BELARUSIAN President Alexander Lukashenko (largely regarded as Europe’s last dictator) is under siege from hundreds of thousands of demonstrators in his country who want him to vacate as a leader for what they say were rigged elections in August this year.
Lukashenko has been in power for an uninterrupted 26 years.
Opposition political parties in Belarus are now fed up with his authoritarian rule and have blamed him for all the socioeconomic and political rot in the country.
But the Belarusian president (who ‘romped’ to victory by 80 per cent) has refused to budge, going on to ask Vladimir Putin of Russia to help him quell the internal unrest.
Switch over to Zimbabwe…
Just like his Belarusian counterpart, Lukashenko, President Emmerson Mnangagwa has described as fictitious the claim by many Zimbabweans of “unbearable socio-economic and political problems” in the country.
He said this while responding to the possibility of South Africa intervening to help resolve the political deadlock in the country.
For starters, to many neutral observers, the Zimbabwean economic scoreboard does not read good, with most pointers in the red zone.
The year-on-year inflation rate for August, for instance, as measured by the all items Consumer Price Index, stood at 761,02 per cent.
This is a terrible economic outlook for any country outside a war zone.

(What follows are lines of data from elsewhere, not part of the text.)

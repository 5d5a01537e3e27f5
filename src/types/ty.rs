//! Canonical types and the subtyping lattice.
//!
//! A [`Type`] is an expression made unambiguous against a frozen class table:
//! a class handle, a full dependency map, and an optional refinement. Two
//! expressions that mean the same thing resolve to the same `Type`, so types
//! are usable directly as map keys.

use serde::{Deserialize, Serialize};

use crate::ast::{ClassName, Expression, Requirement};
use crate::error::ResolutionError;

use super::class::ClassId;
use super::dependency::{DepKey, DepTarget, DependencyMap};

/// Class-level queries the lattice operations run against.
///
/// Implemented by the frozen table and, during freeze, by the loader, so
/// resolution works identically in both phases.
pub(crate) trait Lookup {
    fn class_id(&self, name: &ClassName) -> Result<ClassId, ResolutionError>;
    fn name_of(&self, id: ClassId) -> &ClassName;
    fn is_abstract_class(&self, id: ClassId) -> bool;
    fn is_subclass(&self, sub: ClassId, sup: ClassId) -> bool;
    fn meet_class(&self, a: ClassId, b: ClassId) -> Result<ClassId, ResolutionError>;
    fn base_deps(&self, id: ClassId) -> Result<DependencyMap, ResolutionError>;
    fn class_class(&self) -> ClassId;
    fn component_class(&self) -> ClassId;
}

/// A canonical, fully specialized type.
#[derive(Clone, Debug, PartialEq, Eq, Hash, Serialize, Deserialize)]
pub struct Type {
    pub class: ClassId,
    pub deps: DependencyMap,
    /// A refined type is never concrete; it exists to be narrowed from.
    pub refinement: Option<Requirement>,
}

impl Type {
    /// The shortest expression that resolves back to this type: arguments
    /// equal to the class's declared bound are elided.
    pub(crate) fn expression_with(&self, lookup: &dyn Lookup) -> Expression {
        // The metaclass prints its named class directly; `Class<Component>`
        // is the bound and stays bare.
        if self.class == lookup.class_class() {
            let named = match self.deps.iter().next() {
                Some((_, DepTarget::Class(named))) => *named,
                _ => lookup.component_class(),
            };
            let name = lookup.name_of(self.class).clone();
            let mut expression = if named == lookup.component_class() {
                Expression::name(name)
            } else {
                Expression::of(name, vec![Expression::name(lookup.name_of(named).clone())])
            };
            if let Some(refinement) = &self.refinement {
                expression = expression.has(refinement.clone());
            }
            return expression;
        }

        let base = lookup.base_deps(self.class).unwrap_or_default();
        let mut arguments = Vec::new();
        for (key, target) in self.deps.iter() {
            if base.get(key) == Some(target) {
                continue;
            }
            arguments.push(match target {
                DepTarget::Type(inner) => inner.expression_with(lookup),
                DepTarget::Class(named) => {
                    Expression::of(ClassName::class(), vec![Expression::name(
                        lookup.name_of(*named).clone(),
                    )])
                }
            });
        }
        let mut expression = Expression::of(lookup.name_of(self.class).clone(), arguments);
        if let Some(refinement) = &self.refinement {
            expression = expression.has(refinement.clone());
        }
        expression
    }
}

/// Resolve an expression to a canonical type.
pub(crate) fn resolve(lookup: &dyn Lookup, expr: &Expression) -> Result<Type, ResolutionError> {
    let class = lookup.class_id(&expr.class_name)?;
    let refinement = expr.refinement.as_deref().cloned();

    // `Class<X>` names a class, not a component type; its one slot is filled
    // directly rather than by type-level specialization.
    if class == lookup.class_class() {
        let named = match expr.arguments.as_slice() {
            [] => lookup.component_class(),
            [arg] if arg.is_simple() => lookup.class_id(&arg.class_name)?,
            _ => return Err(ResolutionError::BadClassExpression(expr.clone())),
        };
        let mut deps = DependencyMap::new();
        deps.set(
            DepKey {
                declaring: class,
                index: 0,
            },
            DepTarget::Class(named),
        );
        return Ok(Type {
            class,
            deps,
            refinement,
        });
    }

    let mut args = Vec::with_capacity(expr.arguments.len());
    for arg in &expr.arguments {
        args.push(resolve(lookup, arg)?);
    }
    let deps = lookup
        .base_deps(class)?
        .specialize(lookup, &args)
        .map_err(|position| ResolutionError::InvalidSpecialization {
            arg: expr.arguments[position].clone(),
            class: expr.class_name.clone(),
        })?;
    Ok(Type {
        class,
        deps,
        refinement,
    })
}

/// Subtyping: subclass at the class level, then slotwise on dependencies.
///
/// A refinement on the right must be matched verbatim on the left; a
/// refinement only on the left narrows and is always allowed.
pub(crate) fn is_subtype(lookup: &dyn Lookup, a: &Type, b: &Type) -> bool {
    if !lookup.is_subclass(a.class, b.class) {
        return false;
    }
    for (key, target_b) in b.deps.iter() {
        match a.deps.get(key) {
            Some(target_a) if target_is_subtype(lookup, target_a, target_b) => {}
            _ => return false,
        }
    }
    match (&a.refinement, &b.refinement) {
        (_, None) => true,
        (Some(x), Some(y)) => x == y,
        (None, Some(_)) => false,
    }
}

fn target_is_subtype(lookup: &dyn Lookup, a: &DepTarget, b: &DepTarget) -> bool {
    match (a, b) {
        (DepTarget::Type(a), DepTarget::Type(b)) => is_subtype(lookup, a, b),
        (DepTarget::Class(a), DepTarget::Class(b)) => lookup.is_subclass(*a, *b),
        _ => false,
    }
}

/// Greatest lower bound of two types.
///
/// The class is the meet of the two classes, each dependency slot is the glb
/// of the two targets, and refinements conjoin.
pub(crate) fn glb(lookup: &dyn Lookup, a: &Type, b: &Type) -> Result<Type, ResolutionError> {
    let class = lookup.meet_class(a.class, b.class)?;
    let mut deps = lookup.base_deps(class)?;
    for key in deps.keys() {
        let merged = match (a.deps.get(key), b.deps.get(key)) {
            (Some(x), Some(y)) => Some(target_glb(lookup, x, y)?),
            (Some(x), None) => Some(x.clone()),
            (None, Some(y)) => Some(y.clone()),
            (None, None) => None,
        };
        if let Some(target) = merged {
            deps.set(key, target);
        }
    }
    Ok(Type {
        class,
        deps,
        refinement: Requirement::join(a.refinement.clone(), b.refinement.clone()),
    })
}

pub(crate) fn target_glb(
    lookup: &dyn Lookup,
    a: &DepTarget,
    b: &DepTarget,
) -> Result<DepTarget, ResolutionError> {
    match (a, b) {
        (DepTarget::Type(x), DepTarget::Type(y)) => glb(lookup, x, y).map(DepTarget::Type),
        (DepTarget::Class(x), DepTarget::Class(y)) => {
            lookup.meet_class(*x, *y).map(DepTarget::Class)
        }
        (DepTarget::Type(x), DepTarget::Class(y)) | (DepTarget::Class(y), DepTarget::Type(x)) => {
            Err(ResolutionError::NoCommonType(
                lookup.name_of(x.class).clone(),
                lookup.name_of(*y).clone(),
            ))
        }
    }
}

/// A type is abstract if its class is abstract, any dependency target is
/// abstract, or it carries a refinement. Only concrete types can be counted
/// or changed.
pub(crate) fn is_abstract(lookup: &dyn Lookup, t: &Type) -> bool {
    if t.refinement.is_some() || lookup.is_abstract_class(t.class) {
        return true;
    }
    t.deps.iter().any(|(_, target)| match target {
        DepTarget::Type(inner) => is_abstract(lookup, inner),
        DepTarget::Class(_) => false,
    })
}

Compounded to this, Zimbabwe has about US$8 billion external debt, with domestic debt alone hovering above ZWL12 billion, according to the Finance ministry.
In view of the above economic hardships, it would be unthinkable for Mnangagwa and his colleagues in government to describe problems besetting Zimbabwe as imaginary and unreal.
On the political front – members of Parliament, journalists and human rights activists – have recently been incarcerated and charged with espionage.
ZimRights, a local human organisation, reportedly recorded about 820 “human rights violations”, including arbitrary arrests, assaults by State agents, attacks on journalists, abductions, “gunshot assaults” and dog bites between the end of March and now when the COVID-19 lockdown was introduced.
Recently, journalist Hopewell Chin’ono and Jacob Ngarivhume got detained for over a month and refused bail by what others have described as a captured judiciary.
Member of Parliament for Zengeza Job Sikhala has steadfastly be refused and remains incarcerated at Chikurubi Maximum Prison.
Yet, in all these abuses by the State on citizens, the Government of Zimbabwe maintains that the country’s problems are a mental construct, emanating from opposition politics.
Zim Morning Post asked MDC Alliance spokesperson Fadzai Mahere what she thought about Mnangagwa’s view:
“Is the hunger of 8.6 million Zimbabweans imagined?
“Is the pittance being paid to civil servants as a salary imagined?
“Are the bodies that end up in morgues because of lack of access to basic healthcare imagined?
“Suggesting that the poverty and hardships that prevail in this country are a construct of the opposition betrays just how out of touch Mnangagwa is with the lived reality of Zimbabweans.
“To reduce the nation’s plight to opposition fantasy betrays a leader who has long departed from the lives of those he purports to lead.”
A former Alpha Media Holdings Editor-in-Chief who did not want to be named rebuffed Mnangagwa, saying he was trying to hide by finger:
“He is hiding behind the finger. We have several crises – political, economic and social.
“Calling them challenges is a mere euphemism.”
This publication also sought comment from University of Zimbabwe political scientist, Eldred Masunungure, on the issue:
“Mnangagwa can clearly see what most Zimbabweans are privy to; that there is a problem of mammoth proportion in the country.
“By saying problems in the country are imagined, Mnangagwa is trying to block moves by South Africa, the region and international community to find a lasting solution to issues that have bedevilled this nation for about two decades.
“South Africa should, therefore, not be deterred by Mnangagwa and his Zanu PF.
“After all, South Africa feels the heat coming from Zimbabwe’s toxic politics more than any other country in the region.”